Il y a une tendance croissante à porter les cheveux plus naturellement, ce qui, selon certains, signifie un changement dans la définition de ce qu'est la beauté pour la prochaine génération d'Afro-Américains, a déclaré Jacobs.
"Il y a eu un changement radical dans l'esprit des Noirs sur ce qui peut être beau", a-t-elle déclaré. "De plus en plus, les hommes noirs font de la place aux cheveux non lissés et non longs comme qualificatif de beauté. De plus en plus de célébrités afro-américaines expérimentent les cheveux naturels.
"Ce que les femmes noires font de leurs cheveux a toujours créé des questions :qui êtes-vous ? Qui essayez-vous d'être ? Qu'est-ce que cela signifie ?"
Lorsqu'une femme se rase les cheveux près du cuir chevelu, cela peut révéler un sentiment de vulnérabilité, a déclaré Jacobs. Pour les femmes afro-américaines qui ont lissé leurs cheveux pendant une grande partie de leur vie, cela peut être particulièrement choquant.

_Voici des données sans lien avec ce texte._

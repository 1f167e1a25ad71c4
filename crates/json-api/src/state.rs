//! State

use std::sync::Arc;

use taproom_app::context::AppContext;

#[derive(Clone)]
pub(crate) struct State {
    pub(crate) app: AppContext,
}

impl State {
    #[must_use]
    pub(crate) fn new(app: AppContext) -> Self {
        Self { app }
    }

    #[must_use]
    pub(crate) fn from_app_context(app: AppContext) -> Arc<Self> {
        Arc::new(Self::new(app))
    }
}
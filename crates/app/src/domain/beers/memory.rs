//! In-memory beers store.

use async_trait::async_trait;
use jiff::{SignedDuration, Timestamp};
use rustc_hash::FxHashMap;
use tokio::sync::RwLock;

use crate::domain::{
    beers::{
        data::{BeerFilter, BeerPatch, BeerUpdate, NewBeer},
        errors::BeersServiceError,
        records::{BeerRecord, BeerUuid},
        service::BeersService,
    },
    paging::{Page, PageRequest},
    seed::sample_beers,
};

#[derive(Debug, Default)]
pub struct InMemoryBeersService {
    beers: RwLock<FxHashMap<BeerUuid, BeerRecord>>,
}

impl InMemoryBeersService {
    #[must_use]
    pub fn new() -> Self {
        Self::default()
    }

    /// Store pre-loaded with three sample beers.
    #[must_use]
    pub fn seeded() -> Self {
        let now = Timestamp::now();

        let beers = sample_beers()
            .into_iter()
            .map(|beer| {
                let record = beer.into_record(now);

                (record.uuid, record)
            })
            .collect();

        Self {
            beers: RwLock::new(beers),
        }
    }
}

/// Persist `next` over `current`, bumping the version and timestamp.
fn revise(current: &mut BeerRecord, mut next: BeerRecord) -> BeerRecord {
    next.version = current.version + 1;
    let floor = current
        .updated_at
        .checked_add(SignedDuration::from_nanos(1))
        .unwrap_or(current.updated_at);

    next.updated_at = Timestamp::now().max(floor);

    *current = next;

    current.clone()
}

#[async_trait]
impl BeersService for InMemoryBeersService {
    async fn list_beers(
        &self,
        filter: BeerFilter,
        page: PageRequest,
    ) -> Result<Page<BeerRecord>, BeersServiceError> {
        let mut matching: Vec<BeerRecord> = self
            .beers
            .read()
            .await
            .values()
            .filter(|beer| filter.matches(beer))
            .cloned()
            .collect();

        matching.sort_by_cached_key(|beer| (beer.name.to_lowercase(), beer.uuid));

        Ok(Page::from_ordered(matching, page).map(|beer| filter.present(beer)))
    }

    async fn get_beer(&self, beer: BeerUuid) -> Result<BeerRecord, BeersServiceError> {
        self.beers
            .read()
            .await
            .get(&beer)
            .cloned()
            .ok_or(BeersServiceError::NotFound)
    }

    async fn create_beer(&self, beer: NewBeer) -> Result<BeerRecord, BeersServiceError> {
        let record = beer.into_record(Timestamp::now());

        self.beers.write().await.insert(record.uuid, record.clone());

        Ok(record)
    }

    async fn update_beer(
        &self,
        beer: BeerUuid,
        update: BeerUpdate,
    ) -> Result<BeerRecord, BeersServiceError> {
        let mut beers = self.beers.write().await;

        let current = beers.get_mut(&beer).ok_or(BeersServiceError::NotFound)?;

        if update.is_stale(current.version) {
            return Err(BeersServiceError::Conflict);
        }

        let mut next = current.clone();

        update.apply_to(&mut next);

        Ok(revise(current, next))
    }

    async fn patch_beer(
        &self,
        beer: BeerUuid,
        patch: BeerPatch,
    ) -> Result<BeerRecord, BeersServiceError> {
        let mut beers = self.beers.write().await;

        let current = beers.get_mut(&beer).ok_or(BeersServiceError::NotFound)?;
        let mut next = current.clone();

        patch.apply_to(&mut next);

        Ok(revise(current, next))
    }

    async fn delete_beer(&self, beer: BeerUuid) -> Result<(), BeersServiceError> {
        self.beers
            .write()
            .await
            .remove(&beer)
            .map(|_| ())
            .ok_or(BeersServiceError::NotFound)
    }
}
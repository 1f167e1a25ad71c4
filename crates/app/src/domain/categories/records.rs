//! Category Records

use jiff::Timestamp;

use crate::uuids::TypedUuid;

/// Category UUID
pub type CategoryUuid = TypedUuid<CategoryRecord>;

/// Category Record
#[derive(Debug, Clone, PartialEq, Eq)]
pub struct CategoryRecord {
    pub uuid: CategoryUuid,
    pub version: i32,
    pub description: String,
    pub created_at: Timestamp,
    pub updated_at: Timestamp,
}
//! HTTP Basic credential decoding.

use base64::{Engine as _, engine::general_purpose::STANDARD as BASE64};

use crate::auth::{AuthServiceError, Secret};

/// Username and password carried by a `Basic` authorization header.
#[derive(Debug, Clone, PartialEq, Eq)]
pub struct BasicCredentials {
    pub username: String,
    pub password: Secret,
}

/// Decode the base64 `user:password` payload of a Basic authorization header.
///
/// # Errors
///
/// Returns [`AuthServiceError::MalformedCredentials`] when the payload is not
/// base64, not UTF-8, or has no `:` separator.
pub fn decode_basic_credentials(encoded: &str) -> Result<BasicCredentials, AuthServiceError> {
    let decoded = BASE64
        .decode(encoded.trim())
        .map_err(|_| AuthServiceError::MalformedCredentials)?;

    let decoded = String::from_utf8(decoded).map_err(|_| AuthServiceError::MalformedCredentials)?;
    let decoded = Secret::from(decoded);

    let (username, password) = decoded
        .expose()
        .split_once(':')
        .ok_or(AuthServiceError::MalformedCredentials)?;

    Ok(BasicCredentials {
        username: username.to_string(),
        password: Secret::new(password),
    })
}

"Dans certains cas, vous vous éloignez de quelque chose que vous connaissez et vous vous dirigez vers un nouveau territoire inconnu", a déclaré Jacobs. "Lorsque vous faites le grand saut, les gens viennent et posent des questions. Cela peut compliquer votre attrait pour le sexe opposé, cela peut compliquer vos efforts de recherche d'emploi, cela peut compliquer vos relations familiales. Votre famille peut vous demander, qui êtes-vous ?"
Parce que son héros, Tubman, a libéré environ 700 esclaves, Fowler a pour mission ambitieuse de trouver 700 femmes noires prêtes à subir le grand coup cette année, a-t-elle déclaré. Jusqu'à présent, elle n'a reçu qu'une vingtaine de personnes pour la rejoindre dans son voyage. Mais son projet n'est pas qu'une question de chiffres, dit-elle. Il s'agit de faire une déclaration.
Lorsqu'une femme se rase les cheveux près du cuir chevelu, cela peut révéler un sentiment de vulnérabilité, a déclaré Jacobs. Pour les femmes afro-américaines qui ont lissé leurs cheveux pendant une grande partie de leur vie, cela peut être particulièrement choquant.